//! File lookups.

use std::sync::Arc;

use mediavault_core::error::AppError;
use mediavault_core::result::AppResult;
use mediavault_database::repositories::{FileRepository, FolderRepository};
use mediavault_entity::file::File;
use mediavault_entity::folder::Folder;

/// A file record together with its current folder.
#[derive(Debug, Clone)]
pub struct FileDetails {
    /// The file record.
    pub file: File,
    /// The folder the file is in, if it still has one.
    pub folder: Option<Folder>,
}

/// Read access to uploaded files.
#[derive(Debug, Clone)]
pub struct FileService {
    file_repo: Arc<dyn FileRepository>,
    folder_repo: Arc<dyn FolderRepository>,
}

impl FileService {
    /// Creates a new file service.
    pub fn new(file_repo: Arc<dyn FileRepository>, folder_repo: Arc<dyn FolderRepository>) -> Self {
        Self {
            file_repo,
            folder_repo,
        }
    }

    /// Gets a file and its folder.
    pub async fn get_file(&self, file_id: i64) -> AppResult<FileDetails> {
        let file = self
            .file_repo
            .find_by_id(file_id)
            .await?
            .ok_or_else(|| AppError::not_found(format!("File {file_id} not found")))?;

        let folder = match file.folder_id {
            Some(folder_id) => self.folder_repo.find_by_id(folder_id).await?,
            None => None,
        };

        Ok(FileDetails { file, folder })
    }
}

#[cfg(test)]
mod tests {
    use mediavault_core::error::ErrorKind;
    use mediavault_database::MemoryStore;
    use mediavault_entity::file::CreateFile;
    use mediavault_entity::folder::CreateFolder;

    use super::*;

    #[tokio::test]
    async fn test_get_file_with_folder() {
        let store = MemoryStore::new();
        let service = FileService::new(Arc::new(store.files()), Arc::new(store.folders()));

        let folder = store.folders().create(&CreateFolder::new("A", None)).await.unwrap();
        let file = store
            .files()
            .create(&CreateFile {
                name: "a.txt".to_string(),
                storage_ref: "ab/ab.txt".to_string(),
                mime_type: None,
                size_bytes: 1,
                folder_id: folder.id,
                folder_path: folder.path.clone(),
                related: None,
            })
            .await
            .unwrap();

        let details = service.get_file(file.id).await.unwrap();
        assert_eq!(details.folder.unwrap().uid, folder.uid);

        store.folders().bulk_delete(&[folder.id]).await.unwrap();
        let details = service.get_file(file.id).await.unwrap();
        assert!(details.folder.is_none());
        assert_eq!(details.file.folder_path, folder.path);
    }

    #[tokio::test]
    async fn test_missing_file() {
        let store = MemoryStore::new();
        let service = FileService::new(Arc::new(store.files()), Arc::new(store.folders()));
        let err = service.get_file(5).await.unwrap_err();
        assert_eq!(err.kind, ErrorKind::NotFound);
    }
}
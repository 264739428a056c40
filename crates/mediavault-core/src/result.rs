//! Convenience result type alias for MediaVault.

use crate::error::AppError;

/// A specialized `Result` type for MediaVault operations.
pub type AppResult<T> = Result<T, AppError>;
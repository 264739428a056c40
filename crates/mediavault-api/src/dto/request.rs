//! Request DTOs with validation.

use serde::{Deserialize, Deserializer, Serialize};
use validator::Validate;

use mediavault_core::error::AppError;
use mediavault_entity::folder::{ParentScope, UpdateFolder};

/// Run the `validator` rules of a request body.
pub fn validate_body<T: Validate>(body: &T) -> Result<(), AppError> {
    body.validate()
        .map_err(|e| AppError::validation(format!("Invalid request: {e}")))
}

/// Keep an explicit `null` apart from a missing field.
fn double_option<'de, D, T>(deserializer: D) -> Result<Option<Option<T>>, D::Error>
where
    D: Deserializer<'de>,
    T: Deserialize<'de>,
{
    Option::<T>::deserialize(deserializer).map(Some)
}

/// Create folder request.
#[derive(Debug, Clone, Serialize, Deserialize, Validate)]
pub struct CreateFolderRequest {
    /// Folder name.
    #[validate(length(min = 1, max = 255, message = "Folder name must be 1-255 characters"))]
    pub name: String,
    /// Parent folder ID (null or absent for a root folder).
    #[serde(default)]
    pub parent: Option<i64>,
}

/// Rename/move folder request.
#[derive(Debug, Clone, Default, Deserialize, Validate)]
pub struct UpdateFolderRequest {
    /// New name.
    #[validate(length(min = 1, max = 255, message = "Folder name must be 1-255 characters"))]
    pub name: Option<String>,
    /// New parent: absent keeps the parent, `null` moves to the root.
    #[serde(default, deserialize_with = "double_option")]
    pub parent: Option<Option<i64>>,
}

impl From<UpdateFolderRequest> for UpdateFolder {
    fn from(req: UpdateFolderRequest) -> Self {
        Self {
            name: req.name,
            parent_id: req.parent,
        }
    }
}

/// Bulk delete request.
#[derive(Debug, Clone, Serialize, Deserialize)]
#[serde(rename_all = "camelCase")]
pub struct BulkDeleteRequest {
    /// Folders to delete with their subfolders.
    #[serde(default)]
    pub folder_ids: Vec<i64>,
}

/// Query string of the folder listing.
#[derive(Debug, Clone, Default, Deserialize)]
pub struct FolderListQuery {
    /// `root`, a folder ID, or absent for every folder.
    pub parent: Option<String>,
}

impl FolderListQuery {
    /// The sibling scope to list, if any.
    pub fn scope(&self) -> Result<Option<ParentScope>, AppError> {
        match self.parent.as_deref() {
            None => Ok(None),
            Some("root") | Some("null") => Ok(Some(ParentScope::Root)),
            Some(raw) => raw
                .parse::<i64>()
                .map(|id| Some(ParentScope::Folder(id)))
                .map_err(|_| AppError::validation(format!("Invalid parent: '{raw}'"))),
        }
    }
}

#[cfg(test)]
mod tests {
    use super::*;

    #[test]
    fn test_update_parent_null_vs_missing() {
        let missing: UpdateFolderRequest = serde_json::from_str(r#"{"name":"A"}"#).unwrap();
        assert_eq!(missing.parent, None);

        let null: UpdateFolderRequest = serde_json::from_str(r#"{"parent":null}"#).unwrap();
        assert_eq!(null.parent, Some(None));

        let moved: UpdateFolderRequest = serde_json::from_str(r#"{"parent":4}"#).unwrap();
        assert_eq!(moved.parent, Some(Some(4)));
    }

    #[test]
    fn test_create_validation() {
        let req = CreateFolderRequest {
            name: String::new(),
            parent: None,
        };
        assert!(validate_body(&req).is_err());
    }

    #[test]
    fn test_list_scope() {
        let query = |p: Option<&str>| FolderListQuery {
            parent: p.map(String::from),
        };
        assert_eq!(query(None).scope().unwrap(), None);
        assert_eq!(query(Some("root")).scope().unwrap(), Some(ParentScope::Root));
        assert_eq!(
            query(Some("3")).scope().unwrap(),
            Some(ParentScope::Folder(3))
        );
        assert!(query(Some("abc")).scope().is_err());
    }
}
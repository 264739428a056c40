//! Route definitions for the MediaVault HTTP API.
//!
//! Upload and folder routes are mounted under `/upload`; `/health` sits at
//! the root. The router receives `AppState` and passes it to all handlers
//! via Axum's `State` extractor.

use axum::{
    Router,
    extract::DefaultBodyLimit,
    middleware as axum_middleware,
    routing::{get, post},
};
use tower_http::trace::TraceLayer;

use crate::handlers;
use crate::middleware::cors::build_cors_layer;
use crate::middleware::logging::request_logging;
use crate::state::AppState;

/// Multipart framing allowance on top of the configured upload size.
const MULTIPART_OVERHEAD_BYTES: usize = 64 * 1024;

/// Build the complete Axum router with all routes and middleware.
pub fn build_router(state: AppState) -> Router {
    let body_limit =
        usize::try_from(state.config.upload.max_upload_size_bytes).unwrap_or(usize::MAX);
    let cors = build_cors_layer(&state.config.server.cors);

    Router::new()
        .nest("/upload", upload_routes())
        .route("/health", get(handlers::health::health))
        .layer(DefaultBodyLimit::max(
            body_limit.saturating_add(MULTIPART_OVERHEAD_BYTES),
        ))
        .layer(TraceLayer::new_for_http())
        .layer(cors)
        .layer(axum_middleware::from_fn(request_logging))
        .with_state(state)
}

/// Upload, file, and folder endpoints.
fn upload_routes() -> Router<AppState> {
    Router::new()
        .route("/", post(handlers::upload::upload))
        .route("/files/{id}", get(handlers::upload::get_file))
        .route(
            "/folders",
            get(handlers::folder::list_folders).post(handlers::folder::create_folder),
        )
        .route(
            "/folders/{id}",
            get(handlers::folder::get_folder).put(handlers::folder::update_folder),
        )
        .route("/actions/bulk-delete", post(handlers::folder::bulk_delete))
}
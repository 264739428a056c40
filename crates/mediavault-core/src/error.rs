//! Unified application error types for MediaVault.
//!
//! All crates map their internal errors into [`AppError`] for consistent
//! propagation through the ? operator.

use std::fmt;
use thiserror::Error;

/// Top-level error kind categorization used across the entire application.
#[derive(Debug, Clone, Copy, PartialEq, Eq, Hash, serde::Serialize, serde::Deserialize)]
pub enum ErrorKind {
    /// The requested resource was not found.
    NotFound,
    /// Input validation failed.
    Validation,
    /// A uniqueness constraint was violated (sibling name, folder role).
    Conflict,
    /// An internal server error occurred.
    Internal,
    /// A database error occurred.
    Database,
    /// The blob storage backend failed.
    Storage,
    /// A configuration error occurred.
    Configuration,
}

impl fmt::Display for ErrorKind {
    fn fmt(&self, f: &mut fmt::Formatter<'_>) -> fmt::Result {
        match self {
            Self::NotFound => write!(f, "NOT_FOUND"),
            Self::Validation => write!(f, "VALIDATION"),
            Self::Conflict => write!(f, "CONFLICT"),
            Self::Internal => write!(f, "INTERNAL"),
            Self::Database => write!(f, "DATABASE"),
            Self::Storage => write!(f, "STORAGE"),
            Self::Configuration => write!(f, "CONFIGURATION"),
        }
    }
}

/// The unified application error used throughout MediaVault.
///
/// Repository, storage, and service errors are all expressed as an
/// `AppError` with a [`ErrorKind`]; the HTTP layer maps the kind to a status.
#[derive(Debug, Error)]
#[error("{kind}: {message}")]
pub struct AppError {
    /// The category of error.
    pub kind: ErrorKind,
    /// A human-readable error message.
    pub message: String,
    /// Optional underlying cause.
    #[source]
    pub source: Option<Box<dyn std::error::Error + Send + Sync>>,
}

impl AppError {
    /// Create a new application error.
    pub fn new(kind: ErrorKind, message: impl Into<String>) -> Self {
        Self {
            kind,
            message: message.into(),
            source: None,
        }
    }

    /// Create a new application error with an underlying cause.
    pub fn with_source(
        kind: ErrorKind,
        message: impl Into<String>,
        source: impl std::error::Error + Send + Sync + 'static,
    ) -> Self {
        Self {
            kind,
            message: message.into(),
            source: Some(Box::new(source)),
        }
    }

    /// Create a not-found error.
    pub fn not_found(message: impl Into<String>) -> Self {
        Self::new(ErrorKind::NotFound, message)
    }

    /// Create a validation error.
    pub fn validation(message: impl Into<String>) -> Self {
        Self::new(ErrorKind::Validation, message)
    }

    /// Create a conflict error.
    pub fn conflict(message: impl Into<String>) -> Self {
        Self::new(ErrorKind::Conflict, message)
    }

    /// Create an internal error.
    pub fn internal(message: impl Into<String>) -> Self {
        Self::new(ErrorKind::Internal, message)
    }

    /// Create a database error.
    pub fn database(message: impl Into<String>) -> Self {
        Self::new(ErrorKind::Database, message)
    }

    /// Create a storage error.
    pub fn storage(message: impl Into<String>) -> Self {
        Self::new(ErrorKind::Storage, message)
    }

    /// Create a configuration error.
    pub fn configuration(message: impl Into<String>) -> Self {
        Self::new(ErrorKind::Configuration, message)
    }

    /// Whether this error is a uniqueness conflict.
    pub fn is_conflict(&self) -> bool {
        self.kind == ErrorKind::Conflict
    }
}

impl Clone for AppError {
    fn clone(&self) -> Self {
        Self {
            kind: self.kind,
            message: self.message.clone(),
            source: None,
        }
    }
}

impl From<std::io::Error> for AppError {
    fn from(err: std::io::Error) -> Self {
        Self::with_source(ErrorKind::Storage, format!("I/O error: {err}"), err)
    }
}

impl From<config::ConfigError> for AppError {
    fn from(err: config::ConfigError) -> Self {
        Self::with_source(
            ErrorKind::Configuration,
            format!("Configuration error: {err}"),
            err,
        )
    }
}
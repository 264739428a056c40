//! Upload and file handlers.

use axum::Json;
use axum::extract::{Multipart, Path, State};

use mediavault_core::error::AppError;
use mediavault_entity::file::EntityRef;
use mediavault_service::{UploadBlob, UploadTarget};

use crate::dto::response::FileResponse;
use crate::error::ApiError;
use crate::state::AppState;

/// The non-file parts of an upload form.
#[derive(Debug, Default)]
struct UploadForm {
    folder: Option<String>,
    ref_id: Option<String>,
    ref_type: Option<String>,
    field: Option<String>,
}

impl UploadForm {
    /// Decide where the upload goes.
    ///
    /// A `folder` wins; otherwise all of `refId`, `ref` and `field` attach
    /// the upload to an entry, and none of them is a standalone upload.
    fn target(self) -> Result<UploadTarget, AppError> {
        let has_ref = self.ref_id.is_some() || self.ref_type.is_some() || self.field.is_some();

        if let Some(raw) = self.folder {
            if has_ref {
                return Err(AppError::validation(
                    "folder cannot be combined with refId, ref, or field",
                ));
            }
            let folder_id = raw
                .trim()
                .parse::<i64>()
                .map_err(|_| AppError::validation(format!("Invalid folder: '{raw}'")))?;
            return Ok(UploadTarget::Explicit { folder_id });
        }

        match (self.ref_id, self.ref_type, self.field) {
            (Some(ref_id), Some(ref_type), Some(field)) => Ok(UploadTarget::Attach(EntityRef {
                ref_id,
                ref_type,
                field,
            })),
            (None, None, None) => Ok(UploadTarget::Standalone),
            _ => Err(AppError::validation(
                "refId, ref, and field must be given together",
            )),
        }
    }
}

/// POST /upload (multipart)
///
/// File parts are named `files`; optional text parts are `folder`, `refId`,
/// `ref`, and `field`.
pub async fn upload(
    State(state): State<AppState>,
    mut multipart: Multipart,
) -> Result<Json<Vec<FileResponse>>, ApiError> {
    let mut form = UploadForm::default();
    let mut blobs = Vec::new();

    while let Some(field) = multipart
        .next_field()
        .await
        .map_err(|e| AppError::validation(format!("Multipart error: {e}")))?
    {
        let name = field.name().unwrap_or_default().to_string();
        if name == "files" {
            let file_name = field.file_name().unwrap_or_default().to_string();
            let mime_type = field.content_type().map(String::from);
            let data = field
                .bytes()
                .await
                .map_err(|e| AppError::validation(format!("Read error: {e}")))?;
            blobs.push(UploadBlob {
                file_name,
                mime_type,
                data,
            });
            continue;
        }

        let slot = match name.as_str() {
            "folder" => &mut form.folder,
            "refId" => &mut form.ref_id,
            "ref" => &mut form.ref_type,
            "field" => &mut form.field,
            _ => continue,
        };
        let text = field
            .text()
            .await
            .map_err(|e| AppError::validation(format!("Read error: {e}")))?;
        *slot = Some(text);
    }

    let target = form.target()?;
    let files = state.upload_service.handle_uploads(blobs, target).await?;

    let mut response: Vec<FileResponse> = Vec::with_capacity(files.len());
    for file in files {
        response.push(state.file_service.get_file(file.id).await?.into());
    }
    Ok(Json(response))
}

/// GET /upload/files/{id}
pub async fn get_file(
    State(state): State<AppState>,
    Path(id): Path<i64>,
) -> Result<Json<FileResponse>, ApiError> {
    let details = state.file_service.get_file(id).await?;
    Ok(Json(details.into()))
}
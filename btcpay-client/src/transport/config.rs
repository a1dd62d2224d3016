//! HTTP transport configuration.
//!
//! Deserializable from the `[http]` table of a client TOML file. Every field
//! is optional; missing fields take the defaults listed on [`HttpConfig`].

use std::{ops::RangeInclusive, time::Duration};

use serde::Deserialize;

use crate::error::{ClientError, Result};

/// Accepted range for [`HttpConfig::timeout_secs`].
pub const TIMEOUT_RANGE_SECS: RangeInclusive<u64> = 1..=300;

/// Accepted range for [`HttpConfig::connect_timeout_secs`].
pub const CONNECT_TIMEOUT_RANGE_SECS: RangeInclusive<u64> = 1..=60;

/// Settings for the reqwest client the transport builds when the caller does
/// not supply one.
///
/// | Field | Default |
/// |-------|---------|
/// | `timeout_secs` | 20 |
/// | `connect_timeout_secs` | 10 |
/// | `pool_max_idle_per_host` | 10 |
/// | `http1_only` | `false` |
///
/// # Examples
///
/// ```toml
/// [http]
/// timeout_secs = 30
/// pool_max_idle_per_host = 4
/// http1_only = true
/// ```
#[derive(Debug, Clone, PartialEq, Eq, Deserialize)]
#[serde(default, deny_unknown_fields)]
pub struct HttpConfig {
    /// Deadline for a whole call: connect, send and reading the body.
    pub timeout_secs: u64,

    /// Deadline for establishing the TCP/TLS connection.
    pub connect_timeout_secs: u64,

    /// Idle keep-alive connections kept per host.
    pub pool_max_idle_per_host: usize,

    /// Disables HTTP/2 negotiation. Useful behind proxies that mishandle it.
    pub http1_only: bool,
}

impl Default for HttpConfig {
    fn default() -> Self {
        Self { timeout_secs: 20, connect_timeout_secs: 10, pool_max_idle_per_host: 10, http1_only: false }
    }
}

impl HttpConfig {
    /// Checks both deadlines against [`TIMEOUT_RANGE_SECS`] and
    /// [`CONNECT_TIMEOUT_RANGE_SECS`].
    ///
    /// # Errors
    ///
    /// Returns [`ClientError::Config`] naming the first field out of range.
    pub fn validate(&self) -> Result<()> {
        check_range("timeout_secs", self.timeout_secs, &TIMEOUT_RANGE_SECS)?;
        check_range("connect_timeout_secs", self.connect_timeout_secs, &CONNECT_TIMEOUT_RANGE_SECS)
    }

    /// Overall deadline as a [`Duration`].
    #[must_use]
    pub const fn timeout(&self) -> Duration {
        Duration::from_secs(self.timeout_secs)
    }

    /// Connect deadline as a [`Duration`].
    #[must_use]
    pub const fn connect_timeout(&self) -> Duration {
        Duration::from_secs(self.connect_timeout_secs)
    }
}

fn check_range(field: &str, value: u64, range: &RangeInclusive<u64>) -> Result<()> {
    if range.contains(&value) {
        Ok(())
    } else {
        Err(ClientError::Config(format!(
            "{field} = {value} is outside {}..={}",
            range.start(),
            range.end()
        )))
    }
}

#### Instructions for the task
Report back every line of the entries in which "NotFound" occurs.

#### Reply to the task
        assert_eq!(err.kind, ErrorKind::NotFound);
    NotFound,
            Self::NotFound => write!(f, "NOT_FOUND"),
        Self::new(ErrorKind::NotFound, message)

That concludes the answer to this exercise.